不过,除了这些障碍之外——这也是所有新学科在发展过程中都有的障碍,这一领域里真诚的工作者们坚持用耐心和修正去坚持工作。
现在,一门新的科学已然成立,只是需要整合和拓展。
当然,还需要修剪其中不切实际的认识;不去修理这些错误就会带来尴尬。
某些未完成的证明需要有个逻辑的结论。
事实上,还有很多事情要做;但是,迄今为止我们所获得的资料已经证明我们是一定可以抵达我们的目标”。
有必要从维提特先生的报告中去援引这么长的叙述,以便展示维提特先生在中世纪艺术的研究和鉴赏上已经取得的巨大进步,以及维提特先生有多么伟大,他用光,照亮了自己身边那些身处黑暗的人们。
维提特先生清楚地显示了中世纪建筑是一种彻底和有机的艺术,拥有着自己原创的法则以及建造方式的理由。

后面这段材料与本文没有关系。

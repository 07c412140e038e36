pub mod completion;
pub mod config;
pub mod game;
pub mod generator;
pub mod network;
pub mod storage;
pub mod word;

pub use completion::{CompletionClient, LazyOpenAiClient, LlmError, OpenAiClient};
pub use config::Config;
pub use game::{Game, HangmanBank, HangmanGame};
pub use generator::{GenerationError, GeneratorSettings, WordListGenerator};
pub use network::HttpServer;
pub use storage::{Storage, Word, WordList};
pub use word::{Difficulty, TopicEvaluation, WordInfo};

#[derive(Debug, thiserror::Error)]
pub enum Error {
    #[error("网络错误: {0}")]
    Network(#[from] anyhow::Error),
    #[error(transparent)]
    Generation(#[from] GenerationError),
    #[error("参数错误: {0}")]
    InvalidInput(String),
    #[error("未找到: {0}")]
    NotFound(String),
    #[error("存储错误: {0}")]
    Storage(String),
    #[error("配置错误: {0}")]
    Config(String),
}

pub type Result<T> = std::result::Result<T, Error>;
use crate::word::{Difficulty, WordInfo, capitalize};
use serde::ser::{SerializeMap, Serializer};
use serde::{Deserialize, Serialize};

pub const GAME_TITLE: &str = "Hangman Game";
pub const DEFAULT_ATTEMPTS: u32 = 6;

/// 单关卡的猜词游戏描述
#[derive(Debug, Clone, PartialEq, Eq, Serialize, Deserialize)]
#[serde(rename_all = "camelCase")]
pub struct HangmanGame {
    pub game_title: String,
    pub default_attempts: u32,
    pub difficulty: Difficulty,
    pub hint: String,
    pub correct_answer: String,
}

/// 关卡表，序列化为按插入顺序排列的 `{"level1": [...], "level2": [...]}`
#[derive(Debug, Clone, Default, PartialEq, Eq)]
pub struct HangmanBank {
    levels: Vec<(String, Vec<HangmanGame>)>,
}

impl HangmanBank {
    pub fn len(&self) -> usize {
        self.levels.len()
    }

    pub fn is_empty(&self) -> bool {
        self.levels.is_empty()
    }

    pub fn level(&self, key: &str) -> Option<&[HangmanGame]> {
        self.levels
            .iter()
            .find(|(name, _)| name == key)
            .map(|(_, games)| games.as_slice())
    }

    pub fn keys(&self) -> impl Iterator<Item = &str> {
        self.levels.iter().map(|(name, _)| name.as_str())
    }
}

impl Serialize for HangmanBank {
    fn serialize<S: Serializer>(&self, serializer: S) -> Result<S::Ok, S::Error> {
        let mut map = serializer.serialize_map(Some(self.levels.len()))?;
        for (name, games) in &self.levels {
            map.serialize_entry(name, games)?;
        }
        map.end()
    }
}

/// 把单词表转换成猜词关卡
#[derive(Debug, Clone)]
pub struct Game {
    words_bank: Vec<WordInfo>,
}

impl Game {
    pub fn new(words: Vec<WordInfo>) -> Self {
        Game { words_bank: words }
    }

    pub fn generate_hangman_games(&self, route: u32) -> HangmanBank {
        let difficulty = Difficulty::from_route(route);
        let levels = self
            .words_bank
            .iter()
            .enumerate()
            .map(|(i, info)| {
                let game = HangmanGame {
                    game_title: GAME_TITLE.to_string(),
                    default_attempts: DEFAULT_ATTEMPTS,
                    difficulty,
                    hint: hint_for(info),
                    correct_answer: info.word.clone(),
                };
                (format!("level{}", i + 1), vec![game])
            })
            .collect();

        HangmanBank { levels }
    }
}

/// 用下划线遮住释义中的小写单词，再首字母大写
fn hint_for(info: &WordInfo) -> String {
    let hidden = "_".repeat(info.word.chars().count());
    let definition = info.definition.replace(&info.word.to_lowercase(), &hidden);
    capitalize(&definition)
}
//! Canonical in-memory representation of one device's consumption reading.
//!
//! Records are produced by [`DeviceReader`](crate::providers::DeviceReader)
//! implementations, tagged with the device/field pair they were read for and
//! handed to the normalizer. They are never persisted.

use chrono::NaiveDateTime;
use serde::{Deserialize, Deserializer, Serialize};

use crate::models::endpoint::DeviceEndpointConfig;

/// A single history bucket reported alongside the total.
#[derive(Debug, Clone, PartialEq, Serialize, Deserialize)]
pub struct ConsumptionSample {
    /// Start of the bucket, local wall-clock time.
    #[serde(with = "wire_timestamp")]
    pub datetime: NaiveDateTime,
    /// Energy used in the bucket, in the record's unit.
    #[serde(deserialize_with = "number_or_string")]
    pub consumption: f64,
    /// `false` when the device was offline for the bucket.
    #[serde(default = "available_default")]
    pub available: bool,
}

/// Unit block of the metering response.
#[derive(Debug, Clone, PartialEq, Serialize, Deserialize)]
pub struct ConsumptionUnits {
    pub consumption: String,
}

/// The statistics payload for one device, as returned by the metering API.
#[derive(Debug, Clone, PartialEq, Serialize, Deserialize)]
pub struct ConsumptionData {
    #[serde(deserialize_with = "number_or_string")]
    pub total: f64,
    pub units: ConsumptionUnits,
    #[serde(default)]
    pub history: Vec<ConsumptionSample>,
}

/// A device reading, tagged with the endpoint it was read for.
#[derive(Debug, Clone, PartialEq, Serialize)]
pub struct ConsumptionRecord {
    pub device_id: String,
    pub destination_field_id: String,
    /// Total consumption over the query window, in `unit`.
    pub total_consumption: f64,
    /// Unit as reported by the device (`"Wh"`, `"kWh"`, ...).
    pub unit: String,
    pub history: Vec<ConsumptionSample>,
}

impl ConsumptionRecord {
    pub fn from_data(endpoint: &DeviceEndpointConfig, data: ConsumptionData) -> Self {
        Self {
            device_id: endpoint.device_id.clone(),
            destination_field_id: endpoint.destination_field_id.clone(),
            total_consumption: data.total,
            unit: data.units.consumption,
            history: data.history,
        }
    }
}

fn available_default() -> bool {
    true
}

/// The metering API is loose about numeric types; accept `12.5` and `"12.5"`.
fn number_or_string<'de, D>(deserializer: D) -> Result<f64, D::Error>
where
    D: Deserializer<'de>,
{
    #[derive(Deserialize)]
    #[serde(untagged)]
    enum Raw {
        Number(f64),
        Text(String),
    }

    match Raw::deserialize(deserializer)? {
        Raw::Number(n) => Ok(n),
        Raw::Text(s) => s
            .trim()
            .parse()
            .map_err(|e| serde::de::Error::custom(format!("expected a number, got {s:?}: {e}"))),
    }
}

mod wire_timestamp {
    use chrono::NaiveDateTime;
    use serde::{Deserialize, Deserializer, Serializer};

    use crate::models::time_window::TIMESTAMP_FORMAT;

    pub fn serialize<S: Serializer>(ts: &NaiveDateTime, s: S) -> Result<S::Ok, S::Error> {
        s.collect_str(&ts.format(TIMESTAMP_FORMAT))
    }

    pub fn deserialize<'de, D: Deserializer<'de>>(d: D) -> Result<NaiveDateTime, D::Error> {
        let raw = String::deserialize(d)?;
        NaiveDateTime::parse_from_str(raw.trim(), TIMESTAMP_FORMAT)
            .map_err(serde::de::Error::custom)
    }
}
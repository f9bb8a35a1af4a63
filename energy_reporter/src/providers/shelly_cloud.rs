//! Shelly Cloud consumption statistics.
//!
//! One `POST` per device to the cloud's statistics endpoint
//! (e.g. `https://shelly-XX-eu.shelly.cloud/statistics/relay/consumption`).

pub mod params;
pub mod provider;
pub mod response;

pub use provider::ShellyCloudProvider;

维提特先生进一步写到,“如果把这样的事实都当成虚幻,对中世纪艺术采取一种蔑视的怀疑态度,那唯一可能的解释就是那些批评家们根本就睁不开双眼”。
就在这时,维提特先生卸任。
从1835年,他的职责全都落到了我们这个时代最为杰出的人物之一,梅里美(ProsperMérimée,1803–1870)先生的肩上。
正是在维提特和梅里美两位教父的监护下,才有了一小部分希望对已经被遗忘的中世纪艺术获得完整知识的年轻艺术家们的成长。

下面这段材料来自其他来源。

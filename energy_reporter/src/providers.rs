//! Provider abstraction for metering data sources.
//!
//! This module defines the [`DeviceReader`] trait, the interface the collection
//! step uses to fetch one device's consumption for a [`TimeWindow`].
//!
//! Each concrete metering backend (currently Shelly Cloud) implements
//! [`DeviceReader`] and keeps its vendor-specific request building and
//! response parsing to itself. The trait is object safe so the pipeline can
//! hold an `Arc<dyn DeviceReader>` and tests can substitute fakes.
//!
//! # Example
//!
//! ```rust
//! use async_trait::async_trait;
//! use energy_reporter::models::{
//!     consumption::ConsumptionRecord, endpoint::DeviceEndpointConfig, time_window::TimeWindow,
//! };
//! use energy_reporter::providers::{DeviceReader, ReadError};
//!
//! struct Idle;
//!
//! #[async_trait]
//! impl DeviceReader for Idle {
//!     async fn read_consumption(
//!         &self,
//!         endpoint: &DeviceEndpointConfig,
//!         _window: &TimeWindow,
//!     ) -> Result<ConsumptionRecord, ReadError> {
//!         Ok(ConsumptionRecord {
//!             device_id: endpoint.device_id.clone(),
//!             destination_field_id: endpoint.destination_field_id.clone(),
//!             total_consumption: 0.0,
//!             unit: "Wh".into(),
//!             history: vec![],
//!         })
//!     }
//! }
//! ```

pub mod shelly_cloud;

use std::time::Duration;

use async_trait::async_trait;
use snafu::{Backtrace, Snafu};

use crate::models::{
    consumption::ConsumptionRecord, endpoint::DeviceEndpointConfig, time_window::TimeWindow,
};

/// Reads the consumption of a single metering device.
#[async_trait]
pub trait DeviceReader: Send + Sync {
    /// Fetches the consumption of `endpoint.device_id` over `window`.
    ///
    /// The returned record must already carry the endpoint's device and
    /// destination field identifiers.
    async fn read_consumption(
        &self,
        endpoint: &DeviceEndpointConfig,
        window: &TimeWindow,
    ) -> Result<ConsumptionRecord, ReadError>;
}

/// Errors that can occur during the creation of a provider instance.
#[derive(Debug, Snafu)]
#[snafu(visibility(pub))]
pub enum ProviderInitError {
    /// The configured endpoint does not parse as a URL.
    #[snafu(display("Invalid metering endpoint '{url}': {source}"))]
    InvalidEndpoint {
        url: String,
        source: url::ParseError,
        backtrace: Backtrace,
    },

    /// The configured endpoint is not an http(s) URL.
    #[snafu(display("Metering endpoint '{url}' must use http or https"))]
    UnsupportedScheme { url: String, backtrace: Backtrace },
}

/// A failed device read. Every variant names the device it belongs to.
#[derive(Debug, Snafu)]
#[snafu(visibility(pub))]
pub enum ReadError {
    /// Network failure, refused connection, TLS error, ...
    #[snafu(display("device {device_id}: request failed: {source}"))]
    Request {
        device_id: String,
        source: reqwest::Error,
        backtrace: Backtrace,
    },

    /// The API answered with a non-success HTTP status.
    #[snafu(display("device {device_id}: HTTP {status}: {body}"))]
    Status {
        device_id: String,
        status: u16,
        body: String,
        backtrace: Backtrace,
    },

    /// The body was not the expected JSON document.
    #[snafu(display("device {device_id}: unparsable response: {source}"))]
    Decode {
        device_id: String,
        source: serde_json::Error,
        backtrace: Backtrace,
    },

    /// The API reported an error in its envelope (e.g. bad auth key).
    #[snafu(display("device {device_id}: API error: {message}"))]
    Api {
        device_id: String,
        message: String,
        backtrace: Backtrace,
    },

    /// No answer within the per-request timeout.
    #[snafu(display("device {device_id}: no response within {}s", timeout.as_secs_f64()))]
    Timeout {
        device_id: String,
        timeout: Duration,
        backtrace: Backtrace,
    },
}

impl ReadError {
    /// The device this error belongs to.
    pub fn device_id(&self) -> &str {
        match self {
            ReadError::Request { device_id, .. }
            | ReadError::Status { device_id, .. }
            | ReadError::Decode { device_id, .. }
            | ReadError::Api { device_id, .. }
            | ReadError::Timeout { device_id, .. } => device_id,
        }
    }
}

#[cfg(test)]
mod tests {
    use std::sync::Arc;

    use chrono::NaiveDate;

    use super::*;

    struct FixedReader(f64);
    struct BrokenReader;

    #[async_trait]
    impl DeviceReader for FixedReader {
        async fn read_consumption(
            &self,
            endpoint: &DeviceEndpointConfig,
            _window: &TimeWindow,
        ) -> Result<ConsumptionRecord, ReadError> {
            Ok(ConsumptionRecord {
                device_id: endpoint.device_id.clone(),
                destination_field_id: endpoint.destination_field_id.clone(),
                total_consumption: self.0,
                unit: "Wh".into(),
                history: vec![],
            })
        }
    }

    #[async_trait]
    impl DeviceReader for BrokenReader {
        async fn read_consumption(
            &self,
            endpoint: &DeviceEndpointConfig,
            _window: &TimeWindow,
        ) -> Result<ConsumptionRecord, ReadError> {
            ApiSnafu {
                device_id: endpoint.device_id.clone(),
                message: "wrong auth_key",
            }
            .fail()
        }
    }

    // Chosen at runtime, used through the trait object only.
    fn get_reader(name: &str) -> Arc<dyn DeviceReader> {
        if name == "fixed" {
            Arc::new(FixedReader(42.0))
        } else {
            Arc::new(BrokenReader)
        }
    }

    fn endpoint() -> DeviceEndpointConfig {
        DeviceEndpointConfig {
            device_id: "abc123".into(),
            destination_field_id: "entry.1".into(),
        }
    }

    #[tokio::test]
    async fn test_dynamic_reader() {
        let window = TimeWindow::day_of(NaiveDate::from_ymd_opt(2024, 3, 9).unwrap());
        let rec = get_reader("fixed")
            .read_consumption(&endpoint(), &window)
            .await
            .unwrap();
        assert_eq!(rec.total_consumption, 42.0);
        assert_eq!(rec.destination_field_id, "entry.1");
    }

    #[tokio::test]
    async fn errors_are_tagged_with_device() {
        let window = TimeWindow::day_of(NaiveDate::from_ymd_opt(2024, 3, 9).unwrap());
        let err = get_reader("broken")
            .read_consumption(&endpoint(), &window)
            .await
            .unwrap_err();
        assert_eq!(err.device_id(), "abc123");
        assert!(err.to_string().contains("wrong auth_key"));
    }
}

在他们明智的指导下,总是带着一种严格的批判精神的鼓舞下,人们才完成了第一代的修复任务。
后来,人们变得越来越敢于冒险,修复的内容也变得更加广泛。
从1835年到1848年间,维提特成为了“历史纪念物委员会”的主席。
在此时期,大量的法国老建筑,从古罗马时期的建筑到中世纪的建筑,都有人研究;也都受到了保护,没有彻底沦为废墟。
我们有必要在此强调一下,在当时,修复计划还是一种新生事物。
早前时代的修复就不提了,因为早前的修复基本上都可以叫“替换”,自从本世纪初年开始,我们这个时代已经见证了想要通过某种复合的方式,去修复老建筑的早期艺术的真实思想。
这些组合一开始还是一些想当然的产物。
但至少,我们这个世纪的修复者们已经试图去真地制造古代的部件了。
一手组建起法国纪念物博物馆的勒努瓦(Lenoir)先生曾试图把所有抢救出来的历史遗存做一个编年顺序。
人们一般认为,这位著名的保护专家所扮演的积极角色,更多地在于他的努力,而不是在于他有真知或是真正的批判精神。
这样,阿贝拉尔(Abelard,1079—1142)与爱洛伊丝(Heloise,约1100—1163)的墓在巴黎拉雪兹公墓(Père-Lachaise)里用来自圣德尼(Saint-Denis)修道院教堂下部的小柱子和装饰性拱廊修复了出来:
里面还使用了源自菲利浦和路易(圣路易国王的儿子)的墓身上的浮雕,用了圣日耳曼区(Saint-Germain-des-Prés)贞女小礼拜堂的锁石面雕,用了2尊14世纪初期的雕像。
用同样的方式,从圣德尼墓地里拿来的查理五世(CharlesV)和王后(JeannedeBourbon)雕像被放置在了来自盖依龙城邦(ChâteaudeGaillon)16世纪的墙裙之上,它们则被罩进一个13世纪的壁龛里。
那个被称为是14世纪的房间里被装饰上一道来自圣礼拜堂(SainteChapelle)的十字架围屏风(roodscreen),而同一个壁龛里,雕像边上还有两个13世纪的柱子。
因为缺少路易九世(LouisIX)和皇后普罗旺斯的玛格利特(MargueriteofProvence)的真实雕像,人们就用曾经装点着巴黎瑟莱斯廷教堂(thechurchoftheCelestines)门厅处的查理五世和王后的雕像被挪到这里用以代表圣人国王和王后。